Comme tout cela, ce n'est pas encore pour demain, il nous reste la fiction.

UMAC vous propose une sélection de films, anciens ou plus récents, ayant pour thème le fascinant voyage dans le temps.
Vance se chargera de la deuxième partie prochainement. Pour ma part, j'ai volontairement écarté Retour vers le Futur, dont on a beaucoup parlé ces temps-ci (même en prétendant que Zemeckis avait des contacts réels avec des voyageurs temporels, cf. UMAC's Digest #8). J'ai également laissé de côté l'excellent Predestination, étant donné qu'on l'a longuement évoqué il y a peu.


-- La Machine à explorer le Temps --

Inspiré par le célèbre roman de H.G. Wells, The Time Machine sort en 1960 et fait un peu figure de grand ancêtre dans le domaine.
Le héros du film, George, un scientifique victorien, s'embarque pour le futur à bord d'une machine de son invention. Il tombe d'abord en 1917, en pleine première guerre mondiale, puis choisit une autre date au hasard : juin 1940. Le mec a ce qu'on appelle du pif. Sur cette très bonne série, il fait un nouveau bond en 1966 (le futur par rapport à la date de sortie du film) et arrive à la veille d'une guerre nucléaire. Strike.
Le vingtième siècle étant tout de même bien pourri, le voyageur fait un nouveau bond, cette fois jusqu'en 802 701. Là, il va découvrir un monde radicalement nouveau et, surtout, un peu étrange et effrayant.

Classique du genre, le film a "bénéficié" en 2002 d'un remake, certes plus moderne mais peu enthousiasmant. La version des années 60 conserve par contre un charme désuet et nostalgique. L'on en retient les fameux Morlocks et le design très steampunk de la machine (celle-ci fait une apparition dans l'un des épisodes de la série The Big Bang Theory). La vision du réalisateur, George Pal, est bien différente de la satire que Wells avait écrite à l'époque (ce qui est normal), et conserve tout de même un ton plutôt sombre quant à la nature de l'Homme.
A voir au moins une fois.




-- Nimitz, Retour vers l'Enfer --

Plus récent que The Time Machine, Nimitz (sous son titre original, The Final Countdown), a moins bien vieilli que le film précédent, sans doute parce qu'il se déroule à une époque plus moderne (en 1980).
Le porte-avions nucléaire Nimitz est pris dans un orage électromagnétique et se retrouve expédié en 1941, à la veille de l'attaque japonaise sur Pearl Harbor. Après avoir compris de quoi il retourne, l'équipage doit prendre une décision cruciale. Avec leurs F-14 qui surclassent largement les appareils japonais, ils peuvent s'interposer, mais au risque de modifier le cours de l'Histoire, ce qui peut s'avérer dangereux.
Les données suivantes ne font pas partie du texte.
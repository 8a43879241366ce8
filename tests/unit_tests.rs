use raspicam::{
    process::exit_code, CameraControls, CameraError, ExposureMode, LoadOptions, MockRunner,
    ProcessState, Raspistill, Raspivid, Shutdown, StillOptions, StopPolicy, TimeUnit,
    VideoOptions, WhiteBalance,
};
use std::time::Duration;

fn still() -> (Raspistill, MockRunner) {
    let runner = MockRunner::new();
    (Raspistill::new().with_runner(runner.clone()), runner)
}

fn video() -> (Raspivid, MockRunner) {
    let runner = MockRunner::new();
    (Raspivid::new().with_runner(runner.clone()), runner)
}

/// Construct-time options end up in the executed command
#[test]
fn test_options_reach_the_command_line() {
    let options = StillOptions::from_json_str(r#"{"contrast": 50, "iso": 500}"#).unwrap();
    let runner = MockRunner::new();
    let mut camera = Raspistill::with_options(&options)
        .unwrap()
        .with_runner(runner.clone());

    camera.take_picture("pic.jpg").unwrap();

    let command = runner.last_command().unwrap();
    assert_eq!(command.program(), "raspistill");
    assert_eq!(
        command.args(),
        ["--contrast", "50", "--ISO", "500", "--output", "pic.jpg"]
    );
    assert_eq!(
        command.to_string(),
        "raspistill --contrast '50' --ISO '500' --output 'pic.jpg'"
    );
}

#[test]
fn test_flags_precede_values_and_unset_flags_disappear() {
    let (mut camera, _) = still();
    camera
        .contrast(10)
        .unwrap()
        .flip(true)
        .no_preview(true)
        .horizontal_flip(false);

    assert_eq!(
        camera.arguments(),
        ["--vflip", "--nopreview", "--contrast", "10"]
    );
}

#[test]
fn test_setting_a_value_twice_keeps_its_position() {
    let (mut camera, _) = still();
    camera.sharpness(10).unwrap().brightness(60).unwrap();
    camera.sharpness(-30).unwrap();

    assert_eq!(
        camera.arguments(),
        ["--sharpness", "-30", "--brightness", "60"]
    );
}

#[test]
fn test_rejected_value_keeps_previous_setting() {
    let (mut camera, _) = still();
    camera.saturation(20).unwrap();

    let err = camera.saturation(101).unwrap_err();
    assert!(matches!(err, CameraError::Validation(_)));
    assert!(!err.is_fatal());
    assert_eq!(camera.command().value_of("saturation"), Some("20"));
}

#[test]
fn test_shared_range_bounds() {
    let (mut camera, _) = still();

    assert!(camera.iso(100).is_ok() && camera.iso(800).is_ok());
    assert!(camera.iso(99).is_err() && camera.iso(801).is_err());
    assert!(camera.exposure_compensation(-10).is_ok());
    assert!(camera.exposure_compensation(11).is_err());
    assert!(camera.brightness(-1).is_err());
    assert!(camera.sensor_mode(7).is_ok());
    assert!(camera.sensor_mode(8).is_err());
    assert!(camera.rotate(270).is_ok());
    assert!(camera.rotate(45).is_err());
}

#[test]
fn test_enumerated_modes_use_tool_spelling() {
    let (mut camera, _) = still();
    camera
        .exposure("fireworks".parse::<ExposureMode>().unwrap())
        .white_balance(WhiteBalance::Fluorescent);

    let command = camera.command();
    assert_eq!(command.value_of("exposure"), Some("fireworks"));
    assert_eq!(command.value_of("awb"), Some("fluorescent"));
    assert!("dark".parse::<ExposureMode>().is_err());
}

#[test]
fn test_shutter_speed_in_microseconds() {
    let (mut camera, _) = still();
    camera.shutter_speed(1.54, TimeUnit::Second).unwrap();
    assert_eq!(camera.command().value_of("shutter"), Some("1540000"));

    assert!(camera.shutter_speed(0.0, TimeUnit::Second).is_err());
    assert!(camera.shutter_speed(-5.0, TimeUnit::Millisecond).is_err());
    assert_eq!(camera.command().value_of("shutter"), Some("1540000"));
}

#[test]
fn test_exif_limit_and_disable() {
    let (mut camera, runner) = still();
    for i in 0..raspicam::options::MAX_EXIF_TAGS {
        camera.add_exif(&format!("IFD0.Tag{i}"), "x").unwrap();
    }
    assert!(matches!(
        camera.add_exif("IFD0.Extra", "x"),
        Err(CameraError::ExifOverflow { max: 32 })
    ));

    camera.disable_exif();
    camera.take_picture("plain.jpg").unwrap();

    let command = runner.last_command().unwrap();
    assert_eq!(command.values_of("exif").collect::<Vec<_>>(), ["none"]);
}

#[test]
fn test_last_output_is_kept() {
    let runner = MockRunner::new().with_stdout("Camera ready\n");
    let mut camera = Raspistill::new().with_runner(runner);

    assert!(camera.last_output().is_none());
    camera.take_picture("pic.jpg").unwrap();
    assert_eq!(camera.last_output(), Some("Camera ready\n"));
}

#[test]
fn test_exit_codes_become_errors() {
    let cases = [
        (exit_code::COMMAND_NOT_FOUND, "Command not found"),
        (exit_code::CANNOT_EXECUTE, "Command invoked cannot execute"),
        (exit_code::CTRL_C, "Script terminated by Control-C"),
    ];

    for (code, description) in cases {
        let runner = MockRunner::new().with_exit_code(code);
        let mut camera = Raspivid::new().with_runner(runner);
        let err = camera
            .record_video("clip.h264", 1.0, TimeUnit::Second)
            .unwrap_err();

        assert!(err.to_string().contains(description), "{err}");
        assert!(matches!(err, CameraError::CommandFailed { code: c, .. } if c == code));
    }
}

#[test]
fn test_video_options_from_json() {
    let options = VideoOptions::from_json_str(
        r#"{"width": 1280, "height": 720, "framerate": 30, "no_preview": true}"#,
    )
    .unwrap();
    let mut camera = Raspivid::with_options(&options).unwrap();
    assert!(camera.command().has_flag("nopreview"));

    let too_wide = VideoOptions::from_json_str(r#"{"width": 2592}"#).unwrap();
    assert!(Raspivid::with_options(&too_wide).is_err());
    assert!(camera.width(1920).is_ok());
}

#[test]
fn test_stop_without_start_is_a_no_op() {
    let (mut camera, runner) = video();

    camera.stop().unwrap();
    assert_eq!(camera.process_state(), ProcessState::Idle);
    assert_eq!(runner.terminate_calls(), 0);
}

#[test]
fn test_graceful_stop() {
    let (mut camera, runner) = video();
    camera.output_file("live.h264").unwrap();

    assert!(camera.start().unwrap());
    camera.stop().unwrap();

    assert!(!camera.is_running());
    assert_eq!(runner.terminate_calls(), 1);
    assert_eq!(runner.kill_calls(), 0);
}

#[test]
fn test_restart_after_process_exits() {
    let (mut camera, runner) = video();
    camera.output_file("a.h264").unwrap();
    camera.start().unwrap();

    runner.finish();
    assert_eq!(camera.process_state(), ProcessState::Terminated);

    camera.output_file("b.h264").unwrap();
    assert!(camera.start().unwrap());
    assert_eq!(runner.commands().len(), 2);
    assert_eq!(runner.last_command().unwrap().value_of("output"), Some("b.h264"));
}

#[test]
fn test_unkillable_process_reports_failure() {
    let runner = MockRunner::new().with_shutdown(Shutdown::Unkillable);
    let mut camera = Raspivid::new().with_runner(runner.clone());
    camera.set_stop_policy(StopPolicy::new(3, Duration::ZERO));

    camera.start().unwrap();
    let err = camera.stop().unwrap_err();

    assert!(matches!(err, CameraError::KillFailed { pid: 1000 }));
    assert!(err.is_fatal());
    assert_eq!(runner.kill_calls(), 1);
}

#[test]
fn test_dashed_filename_is_a_value() {
    let (mut camera, runner) = still();
    camera.add_exif("IFD0.Artist", "--me").unwrap();
    camera.take_picture("--x.jpg").unwrap();

    let command = runner.last_command().unwrap();
    assert_eq!(command.value_of("output"), Some("--x.jpg"));
    assert!(!command.has_flag("x.jpg"));
    assert_eq!(
        command.to_string(),
        "raspistill --exif 'IFD0.Artist=--me' --output '--x.jpg'"
    );
}

#[test]
fn test_timelapse_settings_do_not_carry_over() {
    let (mut camera, runner) = still();
    camera
        .start_timelapse("image%04d.jpg", 10.0, 120.0, TimeUnit::Second)
        .unwrap();
    camera.take_picture("single.jpg").unwrap();

    assert_eq!(
        runner.last_command().unwrap().to_string(),
        "raspistill --output 'single.jpg'"
    );
}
Ici, le voyage dans le temps n'est plus un prétexte pour étudier l'Homme ou établir une critique sociale, il devient en soi le sujet du récit. Les problèmes liés à d'éventuels paradoxes sont cependant à peine effleurés, l'équipage semble prendre la nouvelle de leur arrivée dans le passé un peu trop bien, et le final sent la facilité et la queue de poisson. Reste que l'idée de faire joujou dans le passé avec des Tomcats était plutôt bonne sur le papier, d'autant que le film a été tourné à bord d'un véritable porte-avions de la Navy.
Pas assez abouti cependant pour en faire un "Top Gun temporel".




-- Looper --

Là, on arrive dans du vrai bon casse-tête temporel, avec paradoxes et scènes multiples à remettre dans l'ordre. Faut un peu s'accrocher quoi.
Le pitch semble pourtant simple au départ. Joe est un looper, un tueur à gages qui bute des mecs gênants que la mafia lui expédie du futur. Pour effacer toute trace de leurs activités, les criminels du futur éliminent aussi, au bout d'un moment, les loopers en question. Qui se retrouvent alors à se buter eux-mêmes (du moins, à éliminer leur version âgée, du futur). Ils touchent alors une prime et savent qu'ils ont encore 30 ans devant eux pour s'éclater.
Un jour cependant, quelque chose cloche et Joe laisse échapper son double. Une confrontation commence alors entre les deux hommes, qui ne font qu'un.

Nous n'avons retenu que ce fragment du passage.